O acórdão enfrentou questão em dois focos principais: a ausência de disciplinamento constitucional da condição de elegibilidade para os servidores públicos da Justiça Eleitoral e a isonomia entre os servidores públicos em geral. Todavia, os estatutos dos servidores públicos adotam como regra geral o prazo de três meses de desincompatibilização. Assim, a r. decisão está a exigir prazo de um ano de desincompatibilização, considerando o disposto do art. 366 do Código Eleitoral (RAMAYANA, 2005).

Mas a questão não possui um direcionamento claro, definido, uma vez que há decisões no sentido de que o simples afastamento não é suficiente a sanar a incompatibilidade, sendo necessária a efetiva exoneração do pretendente, conforme ementa a seguir:

ELEIÇÕES 2008. RECURSOS ESPECIAIS. 1) INTERPOSIÇÃO ANTERIOR Á PUBLICAÇÃO DO ACÓRDÃO RECORRIDO. AUSÊNCIA DE RATIFICAÇÃO. RAZÃO DE DECIDIR. NÃO COMPROVAÇÃO ANTERIOR. NÃO CONHECIMENTO. 2) REGISTRO DE CANDIDATURA. VEREADOR. SERVIDOR DA JUSTIÇA ELEITORAL. FILIAÇÃO PARTIDÁRIA. EXONERAÇÃO. CARGO. NECESSIDADE. PROVIMENTO.

I - Obsta o conhecimento do especial sua interposição antes da publicação oficial, sem comprovação da ciência anterior das razões de decidir.

II - Na linha da jurisprudência deste Tribunal, o servidor da Justiça Eleitoral que pretenda filiar-se a partido político deve exonerar-se do cargo que ocupa, sendo necessário, ainda, observar o prazo a que alude o artigo 9º da Lei nº 9.504/97, caso pretenda candidatar-se.

III - Recurso especial da Coligação e outros não conhecido. Recurso especial eleitoral do Ministério Público conhecido e provido.

(BRASÍLIA, TSE. RESPE - RECURSO ESPECIAL ELEITORAL nº 35.354 - Manaus/AM. Relator Min. Fernando Gonçalves) (Grifamos).

Neste caso, a Corte Superior da Justiça Eleitoral entendeu se tratar de caso de pedido de exoneração por parte do servidor eleitoral caso este opte por disputar cargos políticos.

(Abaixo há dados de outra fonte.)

//! Run reporter
//!
//! Renders the failing results of a run, in submission order.

use anyhow::{Context, Result};
use std::io::Write;

use crate::models::RunReport;

/// Output format options
#[derive(Clone, Copy, Debug, Default, PartialEq, Eq)]
pub enum OutputFormat {
    #[default]
    Text,
    Json,
}

impl OutputFormat {
    pub fn from_str(s: &str) -> Option<Self> {
        match s.to_lowercase().as_str() {
            "text" | "plain" => Some(OutputFormat::Text),
            "json" => Some(OutputFormat::Json),
            _ => None,
        }
    }
}

/// Report renderer
pub struct Reporter {
    format: OutputFormat,
    verbose: bool,
}

impl Reporter {
    pub fn new(format: OutputFormat) -> Self {
        Self {
            format,
            verbose: false,
        }
    }

    pub fn verbose(mut self, verbose: bool) -> Self {
        self.verbose = verbose;
        self
    }

    /// Render a report, `None` when there is nothing to print
    pub fn render(&self, report: &RunReport) -> Result<Option<String>> {
        match self.format {
            OutputFormat::Text => Ok(self.render_text(report)),
            OutputFormat::Json => serde_json::to_string_pretty(report)
                .map(Some)
                .context("Failed to serialize report"),
        }
    }

    fn render_text(&self, report: &RunReport) -> Option<String> {
        if report.is_clean() {
            return self
                .verbose
                .then(|| format!("All {} cases passed", report.total));
        }

        let mut out = format!(
            "Test errors found ({} of {} cases):",
            report.failures.len(),
            report.total
        );
        for entry in &report.failures {
            out.push('\n');
            out.push_str(&entry.to_string());
        }
        Some(out)
    }

    /// Write the rendered report to `out`
    pub fn write_to(&self, report: &RunReport, out: &mut impl Write) -> Result<()> {
        if let Some(rendered) = self.render(report)? {
            writeln!(out, "{rendered}").context("Failed to write report")?;
        }
        Ok(())
    }

    /// Print the report to stdout
    pub fn report(&self, report: &RunReport) -> Result<()> {
        self.write_to(report, &mut std::io::stdout().lock())
    }
}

Como se vê, o tema ainda não se encontra definitivamente esgotado, uma vez que a jurisprudência do TSE tem oscilado entre a necessidade ou não de exoneração do servidor para o exercício da cidadania plena, uma vez que estão envolvidos, na questão, garantias e princípios que são a base do ordenamento pátrio, tais como a da moralidade, da cidadania, da isonomia, legalidade, dentre outros.

5.1 Foi o artigo 366 do Código Eleitoral recepcionado?

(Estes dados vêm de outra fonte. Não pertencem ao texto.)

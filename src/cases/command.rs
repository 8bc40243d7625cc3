//! Shell command cases
//!
//! A command case runs `sh -c <run>` and judges the result by exit status
//! and, optionally, by what the command printed.

#![allow(dead_code)]

use serde::{Deserialize, Serialize};
use std::process::{Command, Stdio};
use std::sync::Arc;
use tracing::debug;

use super::{CaseContext, TestCase, TestGroup};
use crate::models::Outcome;

/// Environment variable carrying the worker index
pub const WORKER_ENV: &str = "SHARDRUN_WORKER";

/// Environment variable carrying the worker's database name
pub const DATABASE_ENV: &str = "SHARDRUN_DATABASE";

/// A case as written in a case file
#[derive(Clone, Debug, Serialize, Deserialize)]
pub struct CommandSpec {
    pub description: String,

    /// Shell snippet to run
    pub run: String,

    /// Statements run on the worker's session before `run`
    #[serde(default)]
    pub sql: Vec<String>,

    #[serde(default)]
    pub expect_status: i32,

    /// Substring the command's stdout must contain
    #[serde(default)]
    pub expect_output: Option<String>,
}

impl CommandSpec {
    pub fn new(description: impl Into<String>, run: impl Into<String>) -> Self {
        Self {
            description: description.into(),
            run: run.into(),
            sql: Vec::new(),
            expect_status: 0,
            expect_output: None,
        }
    }

    pub fn expect_status(mut self, status: i32) -> Self {
        self.expect_status = status;
        self
    }

    pub fn expect_output(mut self, output: impl Into<String>) -> Self {
        self.expect_output = Some(output.into());
        self
    }

    pub fn with_sql(mut self, sql: impl Into<String>) -> Self {
        self.sql.push(sql.into());
        self
    }
}

/// Case that runs a shell command
pub struct CommandCase {
    group: Arc<TestGroup>,
    spec: CommandSpec,
}

impl CommandCase {
    pub fn new(group: Arc<TestGroup>, spec: CommandSpec) -> Self {
        Self { group, spec }
    }

    fn label(&self) -> String {
        format!("{} {}", self.group.name, self.spec.description)
    }

    fn command(&self, ctx: &CaseContext<'_>) -> Command {
        let mut command = Command::new("sh");
        command
            .arg("-c")
            .arg(&self.spec.run)
            .arg(&self.group.name)
            .args(ctx.extra_args)
            .envs(&self.group.env)
            .env(WORKER_ENV, ctx.worker.to_string())
            .stdin(Stdio::null());

        if let Some(database) = ctx.database {
            command.env(DATABASE_ENV, &database.database);
        }
        if !self.group.workdir.as_os_str().is_empty() {
            command.current_dir(&self.group.workdir);
        }
        command
    }
}

impl TestCase for CommandCase {
    fn description(&self) -> &str {
        &self.spec.description
    }

    fn group(&self) -> &TestGroup {
        &self.group
    }

    fn execute(&self, ctx: &mut CaseContext<'_>) -> Outcome {
        match ctx.session.as_deref_mut() {
            Some(session) => {
                for sql in &self.spec.sql {
                    if let Err(e) = session.execute(sql) {
                        return Outcome::unexpected(format!("{}: SQL failed: {e}", self.label()));
                    }
                }
            }
            None if !self.spec.sql.is_empty() => {
                debug!("{}: no database session, skipping SQL", self.label());
            }
            None => {}
        }

        let output = match self.command(ctx).output() {
            Ok(output) => output,
            Err(e) => {
                return Outcome::unexpected(format!("{}: failed to spawn: {e}", self.label()));
            }
        };

        let Some(code) = output.status.code() else {
            return Outcome::unexpected(format!("{}: terminated by signal", self.label()));
        };

        if code != self.spec.expect_status {
            let stderr = String::from_utf8_lossy(&output.stderr);
            let mut message = format!(
                "{}: expected exit status {}, got {}",
                self.label(),
                self.spec.expect_status,
                code
            );
            if let Some(last) = stderr.lines().rev().find(|l| !l.trim().is_empty()) {
                message.push_str(&format!(" ({})", last.trim()));
            }
            return Outcome::expectation(message);
        }

        if let Some(expected) = &self.spec.expect_output {
            let stdout = String::from_utf8_lossy(&output.stdout);
            if !stdout.contains(expected.as_str()) {
                return Outcome::expectation(format!(
                    "{}: expected output to contain {:?}",
                    self.label(),
                    expected
                ));
            }
        }

        Outcome::Success
    }
}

A questão que se pretende verificar é se o art. 366 do Código Eleitoral encontra-se válido em nosso ordenamento ou se este não fora recepcionado pela Constituição Federal de 1988.

Recepção consiste no acolhimento que uma nova constituição posta em vigor dá às leis e atos normativos editados sob a égide da Carta anterior, desde que compatíveis consigo. O fenômeno, além de receber materialmente as leis e atos normativos compatíveis com a nova Carta, também garante a sua adequação à nova sistemática legal (MORAIS, 2010).

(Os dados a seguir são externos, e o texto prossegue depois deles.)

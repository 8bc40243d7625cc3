//! Output formatting module
//!
//! Renders the final run report.

mod reporter;

pub use reporter::{OutputFormat, Reporter};
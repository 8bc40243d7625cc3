//! shardrun - Parallel Test Runner with Database Isolation
//!
//! A CLI tool that distributes test cases across a pool of workers and keeps
//! each worker's database state isolated from the others.
//!
//! ## Features
//!
//! - Parallel execution on a fixed pool of OS-thread workers
//! - Transaction strategy: one truncation, then a rolled-back transaction per case
//! - Separate strategy: one database per worker, created and dropped around the run
//! - Results reported in input order regardless of completion order
//! - Text and JSON reports
//!
//! ## Usage
//!
//! ```bash
//! # Run every case under ./cases on 4 workers
//! shardrun
//!
//! # Run a directory on 8 workers with one database per worker
//! shardrun -p 8 --db-strategy separate --database app_test_1,app_test_2 cases/billing
//!
//! # Pass arguments through to every case
//! shardrun cases -- --seed 42
//!
//! # Write a starter configuration file
//! shardrun --init-config shardrun.yaml
//! ```

use anyhow::Result;
use clap::Parser;
use std::path::{Path, PathBuf};
use std::process::ExitCode;
use tracing::{debug, info};

mod cases;
mod cli;
mod config;
mod database;
mod executor;
mod models;
mod output;
mod utils;

use cli::Args;
use config::{AppConfig, EnvConfig};
use executor::{Orchestrator, RunOptions};

/// Exit status for a run with failing cases or no cases at all
const EXIT_FAILURES: u8 = 1;
/// Exit status for configuration, loading or fatal lifecycle errors
const EXIT_ERROR: u8 = 2;

#[tokio::main]
async fn main() -> ExitCode {
    let args = Args::parse();

    match run(args).await {
        Ok(code) => code,
        Err(e) => {
            eprintln!("Error: {e:#}");
            ExitCode::from(EXIT_ERROR)
        }
    }
}

async fn run(args: Args) -> Result<ExitCode> {
    if let Some(path) = &args.init_config {
        init_config(path, args.force)?;
        return Ok(ExitCode::SUCCESS);
    }

    let env = EnvConfig::load();
    let explicit = args
        .config
        .clone()
        .or_else(|| env.config_file.as_ref().map(PathBuf::from));

    let (mut config, source) = config::load_config(explicit.as_deref())?;
    config.apply_env(&env)?;
    args.apply(&mut config)?;
    config.validate()?;

    utils::init_logger(config.effective_log_level());
    match &source {
        Some(path) => debug!("Using configuration from {}", path.display()),
        None => debug!("No configuration file found, using defaults"),
    }
    if env.has_any() {
        debug!("Applied SHARDRUN_* environment overrides");
    }

    let files = cases::discover(&args.paths, &config.case_dir)?;
    if files.is_empty() {
        println!("No test cases found");
        return Ok(ExitCode::from(EXIT_FAILURES));
    }

    let cases = cases::load_cases(&files)?;
    if cases.is_empty() {
        println!("No test cases found");
        return Ok(ExitCode::from(EXIT_FAILURES));
    }
    info!(
        "Loaded {} case(s) from {} file(s) on {} worker(s)",
        cases.len(),
        files.len(),
        config.processors
    );

    let report = Orchestrator::new(RunOptions::from_config(&config, args.extra_args))
        .run(cases)
        .await?;

    if report.is_clean() {
        Ok(ExitCode::SUCCESS)
    } else {
        Ok(ExitCode::from(EXIT_FAILURES))
    }
}

fn init_config(path: &Path, force: bool) -> Result<()> {
    if path.exists() && !force {
        anyhow::bail!(
            "Configuration file already exists: {}. Use --force to overwrite.",
            path.display()
        );
    }

    AppConfig::default().save(path)?;
    println!("Configuration file created: {}", path.display());
    Ok(())
}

Em nosso sistema jurídico, uma norma somente poderá ser considerada válida no ordenamento ou por meio de sua construção conforme um processo previsto constitucionalmente, ou através de sua recepção, aproveitando-se tudo aquilo que esteja conforme a Constituição vigente.

É sabido que o atual Código Eleitoral foi promulgada em 1965, quando o Brasil estava sob um regime que limitava as liberdades individuais. Isso quer dizer que seu teor foi profundamente influenciado pelos valores reinantes naquela época, muitos dos quais são incompatíveis com os princípios que nortearam a construção do atual ordenamento.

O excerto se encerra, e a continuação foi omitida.